Previous studies of the rumen microbiome have highlighted unclassified bacteria as being among the most abundant rumen microorganisms10,21, and we also report 73 genome sequences from strains that have yet to be taxonomically assigned to genera or phenotypically characterized (Supplementary Table 1). Most abundant among these uncharacterized strains are members of the order Bacteroidales (RC-9 gut group) and Clostridiales (R-7 group), and this abundance points to a key role for these strains in rumen fermentation22. The RC-9 gut group bacteria have small genomes (~2.3 Mb), and the closest named relatives (84% identity of the 16S rRNA gene) are members of the genus Alistipes, family Rikenellaceae. The R-7 group are most closely related to Christensenella minuta (86% identity of the 16S rRNA gene), family Christensenellaceae.

以前对瘤胃微生物组的研究强调，未分类的细菌是瘤胃中最丰富的微生物10,21，我们还报告了73个基因组序列，这些菌株尚未被分类到属或表型特征（补充表1）。在这些未定性的菌株中，最丰富的是类杆菌目（RC-9肠道组）和梭菌目（R-7组）的成员，这种丰富性表明这些菌株在瘤胃发酵中起着关键作用22。RC-9肠道组细菌的基因组很小（约2.3Mb），最接近的命名亲属（16S rRNA基因的84%相同）是Rikenellaceae（理研菌科）的Alistipes（另枝菌属）属的成员。R-7组与Christensenella minuta（小克里斯滕森氏菌）（16S rRNA基因的86%的一致性）关系最密切，Christensenellaceae（克里斯滕森菌科）科。

Functions of the rumen microbiome

瘤胃微生物组的功能

Polysaccharide degradation. Ruminants need efficient lignocellulose breakdown to satisfy their energy requirements, but ruminant genomes, in common with the human genome, encode very limited

degradative enzyme capacity. Cattle have a single pancreatic amylase23, and several lysozymes24 which functions as lytic digestive enzymes that can kill Gram-positive bacteria25.

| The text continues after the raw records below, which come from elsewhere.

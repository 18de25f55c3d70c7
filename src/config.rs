//! Environment configuration.
//!
//! Defaults for a new match come from `MIMICA_*` environment variables.
//! A value falls back to its default only when absent or unparseable;
//! out-of-range values are reported as warnings and used as given.

use std::time::Duration;

use crate::models::{Difficulty, Language};

/// Default grace period between hitting the per-card cap and the auto-pass
pub const DEFAULT_AUTO_PASS_DELAY_MS: u64 = 1000;

#[derive(Debug, Clone, PartialEq)]
pub struct EnvConfig {
    pub gemini_api_key: String,
    pub default_ai_difficulty: Difficulty,
    pub default_ai_language: Language,
    pub default_round_seconds: u32,
    pub default_target_points: u32,
    pub show_card_by_default: bool,
    pub default_max_points_per_card: u32,
    pub default_auto_pass_on_max_points: bool,
    pub default_ai_only_mode: bool,
    pub auto_pass_delay: Duration,
    pub enable_debug_logs: bool,
}

/// Result of the usability check shown on the setup screen
#[derive(Debug, Clone, Default, PartialEq)]
pub struct ConfigCheck {
    pub warnings: Vec<String>,
    pub suggestions: Vec<String>,
}

impl ConfigCheck {
    pub fn is_valid(&self) -> bool {
        self.warnings.is_empty()
    }
}

fn parse_number<T: std::str::FromStr>(value: Option<String>, default: T) -> T {
    match value {
        Some(v) if !v.is_empty() => v.trim().parse().unwrap_or(default),
        _ => default,
    }
}

fn parse_bool(value: Option<String>, default: bool) -> bool {
    match value {
        Some(v) if !v.is_empty() => v.eq_ignore_ascii_case("true"),
        _ => default,
    }
}

impl EnvConfig {
    /// Load configuration through `lookup` (variable name -> value)
    pub fn from_lookup<F>(lookup: F) -> Self
    where
        F: Fn(&str) -> Option<String>,
    {
        let gemini_api_key = lookup("MIMICA_GEMINI_API_KEY")
            .filter(|v| !v.is_empty())
            .or_else(|| lookup("GEMINI_API_KEY"))
            .unwrap_or_default();

        Self {
            gemini_api_key: gemini_api_key.trim().to_string(),
            default_ai_difficulty: lookup("MIMICA_DEFAULT_AI_DIFFICULTY")
                .and_then(|v| Difficulty::parse(&v))
                .unwrap_or(Difficulty::Medium),
            default_ai_language: lookup("MIMICA_DEFAULT_AI_LANGUAGE")
                .and_then(|v| Language::parse(&v))
                .unwrap_or(Language::PtBr),
            default_round_seconds: parse_number(lookup("MIMICA_DEFAULT_ROUND_SECONDS"), 60),
            default_target_points: parse_number(lookup("MIMICA_DEFAULT_TARGET_POINTS"), 10),
            show_card_by_default: parse_bool(lookup("MIMICA_SHOW_CARD_BY_DEFAULT"), false),
            default_max_points_per_card: parse_number(
                lookup("MIMICA_DEFAULT_MAX_POINTS_PER_CARD"),
                5,
            ),
            default_auto_pass_on_max_points: parse_bool(
                lookup("MIMICA_DEFAULT_AUTO_PASS_ON_MAX_POINTS"),
                true,
            ),
            default_ai_only_mode: parse_bool(lookup("MIMICA_DEFAULT_AI_ONLY_MODE"), false),
            auto_pass_delay: Duration::from_millis(parse_number(
                lookup("MIMICA_AUTO_PASS_DELAY_MS"),
                DEFAULT_AUTO_PASS_DELAY_MS,
            )),
            enable_debug_logs: parse_bool(lookup("MIMICA_ENABLE_DEBUG_LOGS"), false),
        }
    }

    /// Load configuration from the process environment
    pub fn from_env() -> Self {
        Self::from_lookup(|name| std::env::var(name).ok())
    }

    pub fn has_gemini_api_key(&self) -> bool {
        !self.gemini_api_key.is_empty()
    }

    /// Range problems in the loaded values. Never modifies them.
    pub fn validate(&self) -> Vec<String> {
        let mut warnings = Vec::new();
        if !(10..=300).contains(&self.default_round_seconds) {
            warnings.push(
                "Invalid MIMICA_DEFAULT_ROUND_SECONDS: must be between 10 and 300 seconds"
                    .to_string(),
            );
        }
        if !(1..=50).contains(&self.default_target_points) {
            warnings.push(
                "Invalid MIMICA_DEFAULT_TARGET_POINTS: must be between 1 and 50 points".to_string(),
            );
        }
        if !(1..=20).contains(&self.default_max_points_per_card) {
            warnings.push(
                "Invalid MIMICA_DEFAULT_MAX_POINTS_PER_CARD: must be between 1 and 20 points"
                    .to_string(),
            );
        }
        warnings
    }

    /// Log range warnings and, when debug logs are on, the loaded values
    pub fn log_summary(&self) {
        for warning in self.validate() {
            tracing::warn!("{}", warning);
        }
        tracing::debug!(
            has_gemini_key = self.has_gemini_api_key(),
            difficulty = self.default_ai_difficulty.label(),
            language = self.default_ai_language.label(),
            round_seconds = self.default_round_seconds,
            target_points = self.default_target_points,
            max_points_per_card = self.default_max_points_per_card,
            auto_pass = self.default_auto_pass_on_max_points,
            ai_only = self.default_ai_only_mode,
            "environment configuration loaded"
        );
    }

    /// Gameplay-quality hints about the configuration
    pub fn check(&self) -> ConfigCheck {
        let mut check = ConfigCheck::default();
        if !self.has_gemini_api_key() {
            check.warnings.push("Gemini API key not configured".to_string());
            check
                .suggestions
                .push("Set MIMICA_GEMINI_API_KEY to enable AI card generation".to_string());
        }
        if self.default_round_seconds < 30 {
            check.warnings.push("Round duration is quite short (< 30s)".to_string());
            check.suggestions.push(
                "Consider increasing MIMICA_DEFAULT_ROUND_SECONDS for better gameplay".to_string(),
            );
        }
        if self.default_target_points < 5 {
            check.warnings.push("Target points is quite low (< 5)".to_string());
            check.suggestions.push(
                "Consider increasing MIMICA_DEFAULT_TARGET_POINTS for longer games".to_string(),
            );
        }
        check
    }
}

impl Default for EnvConfig {
    fn default() -> Self {
        Self::from_lookup(|_| None)
    }
}

#[cfg(test)]
mod tests {
    use super::*;
    use std::collections::HashMap;

    fn config_with(vars: &[(&str, &str)]) -> EnvConfig {
        let map: HashMap<String, String> = vars
            .iter()
            .map(|(k, v)| (k.to_string(), v.to_string()))
            .collect();
        EnvConfig::from_lookup(|name| map.get(name).cloned())
    }

    #[test]
    fn test_defaults() {
        let config = EnvConfig::default();
        assert_eq!(config.default_round_seconds, 60);
        assert_eq!(config.default_target_points, 10);
        assert_eq!(config.default_max_points_per_card, 5);
        assert!(config.default_auto_pass_on_max_points);
        assert!(!config.default_ai_only_mode);
        assert_eq!(config.default_ai_difficulty, Difficulty::Medium);
        assert_eq!(config.default_ai_language, Language::PtBr);
        assert_eq!(config.auto_pass_delay, Duration::from_millis(1000));
        assert!(!config.has_gemini_api_key());
    }

    #[test]
    fn test_unparseable_number_uses_default() {
        let config = config_with(&[("MIMICA_DEFAULT_ROUND_SECONDS", "sixty")]);
        assert_eq!(config.default_round_seconds, 60);
    }

    #[test]
    fn test_out_of_range_is_kept_and_warned() {
        let config = config_with(&[
            ("MIMICA_DEFAULT_ROUND_SECONDS", "500"),
            ("MIMICA_DEFAULT_MAX_POINTS_PER_CARD", "0"),
        ]);
        assert_eq!(config.default_round_seconds, 500);
        assert_eq!(config.default_max_points_per_card, 0);
        let warnings = config.validate();
        assert_eq!(warnings.len(), 2);
        assert!(warnings[0].contains("ROUND_SECONDS"));
        assert!(warnings[1].contains("MAX_POINTS_PER_CARD"));
    }

    #[test]
    fn test_bool_parsing() {
        let config = config_with(&[
            ("MIMICA_SHOW_CARD_BY_DEFAULT", "TRUE"),
            ("MIMICA_DEFAULT_AUTO_PASS_ON_MAX_POINTS", "yes"),
        ]);
        assert!(config.show_card_by_default);
        // Anything other than "true" is false once present
        assert!(!config.default_auto_pass_on_max_points);
    }

    #[test]
    fn test_invalid_enum_values_fall_back() {
        let config = config_with(&[
            ("MIMICA_DEFAULT_AI_DIFFICULTY", "insane"),
            ("MIMICA_DEFAULT_AI_LANGUAGE", "fr"),
        ]);
        assert_eq!(config.default_ai_difficulty, Difficulty::Medium);
        assert_eq!(config.default_ai_language, Language::PtBr);
    }

    #[test]
    fn test_api_key_fallback_variable() {
        let config = config_with(&[("GEMINI_API_KEY", " k-123 ")]);
        assert_eq!(config.gemini_api_key, "k-123");
        let config = config_with(&[("MIMICA_GEMINI_API_KEY", "primary"), ("GEMINI_API_KEY", "other")]);
        assert_eq!(config.gemini_api_key, "primary");
    }

    #[test]
    fn test_check_reports_missing_key_and_short_rounds() {
        let config = config_with(&[
            ("MIMICA_DEFAULT_ROUND_SECONDS", "20"),
            ("MIMICA_DEFAULT_TARGET_POINTS", "3"),
        ]);
        let check = config.check();
        assert!(!check.is_valid());
        assert_eq!(check.warnings.len(), 3);
        assert_eq!(check.suggestions.len(), 3);

        let config = config_with(&[("MIMICA_GEMINI_API_KEY", "k")]);
        assert!(config.check().is_valid());
    }
}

多糖降解。反刍动物需要有效地分解木质纤维素以满足其能量需求，但反刍动物的基因组与人类的基因组一样，编码的降解酶能力非常有限。牛有单一的胰腺淀粉酶23，和几种溶菌酶24，其功能是催化消化酶，可以杀死革兰氏阳性细菌25。

We searched the CAZy database for each Hungate genome (http://www.cazy.org/)26 in order to characterize the spectrum of carbohydrate-active enzymes and binding proteins present (Supplementary Fig. 2 and Supplementary Table 4). In total, the Hungate genomes encode 32,755 degradative CAZymes (31,569 glycoside hydrolases and 1,186 polysaccharide lyases), representing 2.2% of the combined ORFeome. The largest and most diverse CAZyme repertoires (Fig. 2a) were found in isolates with large genomes including Bacteroides ovatus (over 320 glycoside hydrolases (GH) and polysaccharide lyases (PL) from ~60 distinct families), Lachnospiraceae bacterium NLAE-zl-G231 (296 GHs and PLs), Ruminoclostridium cellobioparum ATCC 15832 (184 GHs and PLs) and Cellvibrio sp. BR (158 GHs and PLs). The most prevalent CAZyme families are shown in Supplementary Figure 3. Bacteria that initiate the breakdown of plant fiber are predicted to be important in rumen microbial fermentation (Fig. 2b), including representatives of bacterial groups capable of degrading cellulose, hemicellulose (xylan/xyloglucan) and pectin (Fig. 2c).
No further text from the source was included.